What is expected: Give the whole listing again, exactly as written.

(Supplied records Opens)

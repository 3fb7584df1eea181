// Copyright (c) 2025 Kirky.X
//
// Licensed under the MIT License
// See LICENSE file in the project root for full license information.

use std::fmt;

/// 检查响应体时读取的最大字节数
pub const MAX_INSPECTED_BYTES: usize = 20_000;

/// 正常页面的最小字符数，低于此值视为错误页或验证页
pub const MIN_BODY_CHARS: usize = 500;

/// 拦截页特征（小写）
pub const BLOCK_PAGE_MARKERS: &[&str] = &["imperva", "incapsula", "<iframe"];

/// 代理被判定为不可用的原因
#[derive(Debug, Clone, PartialEq, Eq)]
pub enum RejectReason {
    /// 状态码不是200
    Status(u16),
    /// 命中拦截页特征
    BlockPage(&'static str),
    /// 响应内容过短
    ShortBody(usize),
}

impl fmt::Display for RejectReason {
    fn fmt(&self, f: &mut fmt::Formatter<'_>) -> fmt::Result {
        match self {
            RejectReason::Status(code) => write!(f, "status {}", code),
            RejectReason::BlockPage(marker) => write!(f, "block page marker {:?}", marker),
            RejectReason::ShortBody(len) => write!(f, "body too short ({} chars)", len),
        }
    }
}

/// 单次代理探测的结果
///
/// 对外只暴露布尔结论，细节仅用于日志
#[derive(Debug, Clone, PartialEq, Eq)]
pub enum ProbeOutcome {
    /// 可用
    Usable,
    /// 收到响应但判定不可用
    Rejected(RejectReason),
    /// 探测过程中出错（超时、拒绝连接、TLS等）
    Fault(String),
}

impl ProbeOutcome {
    /// 根据状态码和响应内容判定代理是否可用
    ///
    /// `body` 应当是已经截断到 [`MAX_INSPECTED_BYTES`] 的解码文本
    pub fn classify(status_code: u16, body: &str) -> Self {
        if status_code != 200 {
            return ProbeOutcome::Rejected(RejectReason::Status(status_code));
        }

        let lowered = body.to_lowercase();
        if let Some(marker) = BLOCK_PAGE_MARKERS.iter().find(|m| lowered.contains(*m)) {
            return ProbeOutcome::Rejected(RejectReason::BlockPage(marker));
        }

        let chars = body.chars().count();
        if chars <= MIN_BODY_CHARS {
            return ProbeOutcome::Rejected(RejectReason::ShortBody(chars));
        }

        ProbeOutcome::Usable
    }

    /// 布尔结论
    pub fn is_usable(&self) -> bool {
        matches!(self, ProbeOutcome::Usable)
    }
}

/// 代理筛选的最终状态，对应进程退出码
#[derive(Debug, Clone, Copy, PartialEq, Eq)]
pub enum ProxyRunStatus {
    /// 找到可用代理
    Survivors(usize),
    /// 来源列表为空
    NoCandidates,
    /// 没有可用代理
    NoSurvivors,
    /// 来源无法获取
    SourceUnavailable,
}

impl ProxyRunStatus {
    /// 进程退出码
    pub fn exit_code(&self) -> u8 {
        match self {
            ProxyRunStatus::Survivors(_) => 0,
            ProxyRunStatus::NoCandidates => 1,
            ProxyRunStatus::NoSurvivors => 2,
            ProxyRunStatus::SourceUnavailable => 3,
        }
    }
}

/// 将 `host:port` 形式的候选补全为代理URL
pub fn proxy_url(candidate: &str) -> String {
    if candidate.contains("://") {
        candidate.to_string()
    } else {
        format!("http://{}", candidate)
    }
}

(Supplied records Closes)

The answer:
repository 3fb7584df1eea181
// Copyright (c) 2025 Kirky.X
//
// Licensed under the MIT License
// See LICENSE file in the project root for full license information.

use std::fmt;

/// 检查响应体时读取的最大字节数
pub const MAX_INSPECTED_BYTES: usize = 20_000;

/// 正常页面的最小字符数，低于此值视为错误页或验证页
pub const MIN_BODY_CHARS: usize = 500;

/// 拦截页特征（小写）
pub const BLOCK_PAGE_MARKERS: &[&str] = &["imperva", "incapsula", "<iframe"];

/// 代理被判定为不可用的原因
#[derive(Debug, Clone, PartialEq, Eq)]
pub enum RejectReason {
    /// 状态码不是200
    Status(u16),
    /// 命中拦截页特征
    BlockPage(&'static str),
    /// 响应内容过短
    ShortBody(usize),
}

impl fmt::Display for RejectReason {
    fn fmt(&self, f: &mut fmt::Formatter<'_>) -> fmt::Result {
        match self {
            RejectReason::Status(code) => write!(f, "status {}", code),
            RejectReason::BlockPage(marker) => write!(f, "block page marker {:?}", marker),
            RejectReason::ShortBody(len) => write!(f, "body too short ({} chars)", len),
        }
    }
}

/// 单次代理探测的结果
///
/// 对外只暴露布尔结论，细节仅用于日志
#[derive(Debug, Clone, PartialEq, Eq)]
pub enum ProbeOutcome {
    /// 可用
    Usable,
    /// 收到响应但判定不可用
    Rejected(RejectReason),
    /// 探测过程中出错（超时、拒绝连接、TLS等）
    Fault(String),
}

impl ProbeOutcome {
    /// 根据状态码和响应内容判定代理是否可用
    ///
    /// `body` 应当是已经截断到 [`MAX_INSPECTED_BYTES`] 的解码文本
    pub fn classify(status_code: u16, body: &str) -> Self {
        if status_code != 200 {
            return ProbeOutcome::Rejected(RejectReason::Status(status_code));
        }

        let lowered = body.to_lowercase();
        if let Some(marker) = BLOCK_PAGE_MARKERS.iter().find(|m| lowered.contains(*m)) {
            return ProbeOutcome::Rejected(RejectReason::BlockPage(marker));
        }

        let chars = body.chars().count();
        if chars <= MIN_BODY_CHARS {
            return ProbeOutcome::Rejected(RejectReason::ShortBody(chars));
        }

        ProbeOutcome::Usable
    }

    /// 布尔结论
    pub fn is_usable(&self) -> bool {
        matches!(self, ProbeOutcome::Usable)
    }
}

/// 代理筛选的最终状态，对应进程退出码
#[derive(Debug, Clone, Copy, PartialEq, Eq)]
pub enum ProxyRunStatus {
    /// 找到可用代理
    Survivors(usize),
    /// 来源列表为空
    NoCandidates,
    /// 没有可用代理
    NoSurvivors,
    /// 来源无法获取
    SourceUnavailable,
}

impl ProxyRunStatus {
    /// 进程退出码
    pub fn exit_code(&self) -> u8 {
        match self {
            ProxyRunStatus::Survivors(_) => 0,
            ProxyRunStatus::NoCandidates => 1,
            ProxyRunStatus::NoSurvivors => 2,
            ProxyRunStatus::SourceUnavailable => 3,
        }
    }
}

/// 将 `host:port` 形式的候选补全为代理URL
pub fn proxy_url(candidate: &str) -> String {
    if candidate.contains("://") {
        candidate.to_string()
    } else {
        format!("http://{}", candidate)
    }
}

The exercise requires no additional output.